**Your instructions:**
I would like each line of the data that holds the word "insert" copied out.

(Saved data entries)
+ + + +

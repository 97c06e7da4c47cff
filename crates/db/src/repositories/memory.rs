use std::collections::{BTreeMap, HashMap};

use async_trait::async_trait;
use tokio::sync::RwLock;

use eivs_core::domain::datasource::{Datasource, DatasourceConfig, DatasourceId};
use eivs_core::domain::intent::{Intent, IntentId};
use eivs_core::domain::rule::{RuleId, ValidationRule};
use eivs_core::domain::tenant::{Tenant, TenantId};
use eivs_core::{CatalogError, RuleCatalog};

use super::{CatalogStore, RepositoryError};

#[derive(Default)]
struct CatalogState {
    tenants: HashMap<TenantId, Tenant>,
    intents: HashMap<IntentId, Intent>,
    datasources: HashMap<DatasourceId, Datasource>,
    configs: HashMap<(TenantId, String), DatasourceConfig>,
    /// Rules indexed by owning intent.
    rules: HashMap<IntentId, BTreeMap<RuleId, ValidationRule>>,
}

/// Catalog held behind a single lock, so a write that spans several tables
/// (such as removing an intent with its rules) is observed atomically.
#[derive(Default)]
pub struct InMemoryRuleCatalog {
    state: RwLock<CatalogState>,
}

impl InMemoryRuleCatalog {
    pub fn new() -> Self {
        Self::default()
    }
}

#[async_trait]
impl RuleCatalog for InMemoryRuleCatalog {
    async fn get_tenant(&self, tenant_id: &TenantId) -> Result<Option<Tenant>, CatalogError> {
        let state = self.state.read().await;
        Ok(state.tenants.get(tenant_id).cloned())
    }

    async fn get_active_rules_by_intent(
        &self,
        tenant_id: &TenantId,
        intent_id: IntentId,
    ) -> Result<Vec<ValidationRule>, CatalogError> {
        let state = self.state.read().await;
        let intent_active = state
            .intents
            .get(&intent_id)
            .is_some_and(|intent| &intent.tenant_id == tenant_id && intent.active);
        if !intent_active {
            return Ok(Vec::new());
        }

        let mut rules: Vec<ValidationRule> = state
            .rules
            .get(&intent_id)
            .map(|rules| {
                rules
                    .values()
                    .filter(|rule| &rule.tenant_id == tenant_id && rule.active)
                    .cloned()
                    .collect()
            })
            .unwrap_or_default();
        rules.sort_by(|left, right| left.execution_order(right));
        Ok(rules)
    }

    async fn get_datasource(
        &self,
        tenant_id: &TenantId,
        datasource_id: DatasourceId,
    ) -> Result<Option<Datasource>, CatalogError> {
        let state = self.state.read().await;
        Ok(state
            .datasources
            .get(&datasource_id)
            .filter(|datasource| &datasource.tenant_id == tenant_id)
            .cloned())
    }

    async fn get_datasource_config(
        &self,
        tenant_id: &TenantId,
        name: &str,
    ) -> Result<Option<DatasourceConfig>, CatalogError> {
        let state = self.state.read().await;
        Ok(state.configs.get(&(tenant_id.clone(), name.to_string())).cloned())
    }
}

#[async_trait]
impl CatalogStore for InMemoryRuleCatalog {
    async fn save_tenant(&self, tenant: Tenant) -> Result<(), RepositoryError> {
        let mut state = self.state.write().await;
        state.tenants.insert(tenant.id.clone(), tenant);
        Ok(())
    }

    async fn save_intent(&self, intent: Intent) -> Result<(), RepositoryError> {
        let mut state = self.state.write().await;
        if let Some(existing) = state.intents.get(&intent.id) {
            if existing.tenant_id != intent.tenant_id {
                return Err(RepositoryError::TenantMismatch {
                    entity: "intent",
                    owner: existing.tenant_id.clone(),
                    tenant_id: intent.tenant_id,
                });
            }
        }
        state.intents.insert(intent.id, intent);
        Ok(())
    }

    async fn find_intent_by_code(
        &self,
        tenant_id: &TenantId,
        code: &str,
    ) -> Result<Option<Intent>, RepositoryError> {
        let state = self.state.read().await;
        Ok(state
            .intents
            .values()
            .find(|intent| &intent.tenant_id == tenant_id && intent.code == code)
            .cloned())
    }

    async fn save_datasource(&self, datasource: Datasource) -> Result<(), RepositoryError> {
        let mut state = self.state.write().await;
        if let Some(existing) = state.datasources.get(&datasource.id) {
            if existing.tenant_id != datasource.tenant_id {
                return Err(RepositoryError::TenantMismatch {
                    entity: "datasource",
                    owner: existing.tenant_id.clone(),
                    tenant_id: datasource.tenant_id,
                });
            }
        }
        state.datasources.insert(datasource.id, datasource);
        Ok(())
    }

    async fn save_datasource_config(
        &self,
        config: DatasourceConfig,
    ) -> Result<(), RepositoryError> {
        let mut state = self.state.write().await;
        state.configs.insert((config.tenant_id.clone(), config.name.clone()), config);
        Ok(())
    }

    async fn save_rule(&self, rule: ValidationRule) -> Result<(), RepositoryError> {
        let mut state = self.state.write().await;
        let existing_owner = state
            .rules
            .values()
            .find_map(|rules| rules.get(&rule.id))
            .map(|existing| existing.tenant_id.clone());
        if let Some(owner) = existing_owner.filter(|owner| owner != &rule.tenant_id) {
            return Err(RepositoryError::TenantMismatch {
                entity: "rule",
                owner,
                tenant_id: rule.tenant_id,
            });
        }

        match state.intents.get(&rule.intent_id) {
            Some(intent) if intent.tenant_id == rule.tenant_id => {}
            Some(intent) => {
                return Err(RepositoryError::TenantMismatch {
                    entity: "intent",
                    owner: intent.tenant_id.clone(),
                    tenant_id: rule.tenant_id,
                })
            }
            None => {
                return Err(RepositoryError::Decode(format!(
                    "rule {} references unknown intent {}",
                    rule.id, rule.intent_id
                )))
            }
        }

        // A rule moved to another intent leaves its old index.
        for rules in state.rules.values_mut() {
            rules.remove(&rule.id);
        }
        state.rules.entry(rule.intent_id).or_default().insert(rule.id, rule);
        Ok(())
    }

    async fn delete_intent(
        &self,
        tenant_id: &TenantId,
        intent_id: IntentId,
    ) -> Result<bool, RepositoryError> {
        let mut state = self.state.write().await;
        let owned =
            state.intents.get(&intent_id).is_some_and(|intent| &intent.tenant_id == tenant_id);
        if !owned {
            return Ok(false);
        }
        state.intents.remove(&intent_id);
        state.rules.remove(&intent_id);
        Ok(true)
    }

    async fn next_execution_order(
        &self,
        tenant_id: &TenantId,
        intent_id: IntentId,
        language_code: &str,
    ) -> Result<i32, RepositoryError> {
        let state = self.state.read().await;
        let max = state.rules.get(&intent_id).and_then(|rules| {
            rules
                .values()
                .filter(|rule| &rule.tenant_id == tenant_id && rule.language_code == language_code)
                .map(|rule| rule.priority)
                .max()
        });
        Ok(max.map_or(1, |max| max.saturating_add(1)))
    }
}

+ + + +

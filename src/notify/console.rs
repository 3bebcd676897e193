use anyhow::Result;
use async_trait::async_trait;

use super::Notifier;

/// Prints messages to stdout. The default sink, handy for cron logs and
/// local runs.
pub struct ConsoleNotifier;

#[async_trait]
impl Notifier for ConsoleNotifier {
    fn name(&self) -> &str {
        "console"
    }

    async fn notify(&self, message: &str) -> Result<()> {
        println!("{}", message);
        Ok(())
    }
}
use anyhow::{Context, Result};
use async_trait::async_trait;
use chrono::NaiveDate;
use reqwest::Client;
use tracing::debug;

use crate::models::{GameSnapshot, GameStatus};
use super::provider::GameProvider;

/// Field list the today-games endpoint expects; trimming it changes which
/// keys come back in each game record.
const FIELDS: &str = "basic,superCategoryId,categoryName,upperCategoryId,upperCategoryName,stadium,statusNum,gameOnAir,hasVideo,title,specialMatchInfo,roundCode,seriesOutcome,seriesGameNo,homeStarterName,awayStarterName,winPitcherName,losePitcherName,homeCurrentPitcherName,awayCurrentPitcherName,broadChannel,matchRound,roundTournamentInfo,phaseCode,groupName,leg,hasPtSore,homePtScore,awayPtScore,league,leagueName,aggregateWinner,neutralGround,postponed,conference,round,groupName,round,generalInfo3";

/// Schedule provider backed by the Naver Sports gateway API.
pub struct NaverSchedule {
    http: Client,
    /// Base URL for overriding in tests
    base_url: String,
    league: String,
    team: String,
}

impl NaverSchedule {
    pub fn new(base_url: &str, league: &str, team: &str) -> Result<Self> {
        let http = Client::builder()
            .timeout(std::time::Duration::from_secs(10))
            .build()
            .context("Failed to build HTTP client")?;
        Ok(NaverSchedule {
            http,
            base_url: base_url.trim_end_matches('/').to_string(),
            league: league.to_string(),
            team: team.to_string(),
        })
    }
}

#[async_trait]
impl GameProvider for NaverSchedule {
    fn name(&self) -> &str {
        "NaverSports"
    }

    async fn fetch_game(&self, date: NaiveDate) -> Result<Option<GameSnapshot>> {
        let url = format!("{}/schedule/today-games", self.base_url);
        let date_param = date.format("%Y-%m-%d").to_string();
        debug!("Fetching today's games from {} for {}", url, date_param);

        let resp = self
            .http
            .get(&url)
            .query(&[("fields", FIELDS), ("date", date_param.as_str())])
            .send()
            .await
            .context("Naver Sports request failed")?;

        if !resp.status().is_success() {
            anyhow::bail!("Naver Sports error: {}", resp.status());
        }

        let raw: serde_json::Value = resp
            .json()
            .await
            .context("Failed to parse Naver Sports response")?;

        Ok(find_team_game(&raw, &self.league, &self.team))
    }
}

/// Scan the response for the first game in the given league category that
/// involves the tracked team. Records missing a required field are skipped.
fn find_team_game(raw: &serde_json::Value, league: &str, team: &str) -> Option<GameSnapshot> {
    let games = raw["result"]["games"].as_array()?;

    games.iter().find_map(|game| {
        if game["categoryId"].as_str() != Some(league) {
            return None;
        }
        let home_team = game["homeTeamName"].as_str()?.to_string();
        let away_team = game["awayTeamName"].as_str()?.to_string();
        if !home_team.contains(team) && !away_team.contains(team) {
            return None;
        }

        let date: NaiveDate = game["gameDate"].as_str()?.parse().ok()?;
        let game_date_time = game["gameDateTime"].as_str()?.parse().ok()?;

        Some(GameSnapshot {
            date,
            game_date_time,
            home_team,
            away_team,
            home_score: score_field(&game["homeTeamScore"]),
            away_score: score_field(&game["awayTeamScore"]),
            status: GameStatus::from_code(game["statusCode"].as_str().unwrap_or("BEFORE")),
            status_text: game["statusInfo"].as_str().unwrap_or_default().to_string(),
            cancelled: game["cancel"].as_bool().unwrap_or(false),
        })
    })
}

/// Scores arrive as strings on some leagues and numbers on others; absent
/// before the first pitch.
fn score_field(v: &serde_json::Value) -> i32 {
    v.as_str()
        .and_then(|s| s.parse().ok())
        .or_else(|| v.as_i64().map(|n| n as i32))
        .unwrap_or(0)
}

+ + + +

**Answer below:**
        state.tenants.insert(tenant.id.clone(), tenant);
        state.intents.insert(intent.id, intent);
        state.datasources.insert(datasource.id, datasource);
        state.configs.insert((config.tenant_id.clone(), config.name.clone()), config);
        state.rules.entry(rule.intent_id).or_default().insert(rule.id, rule);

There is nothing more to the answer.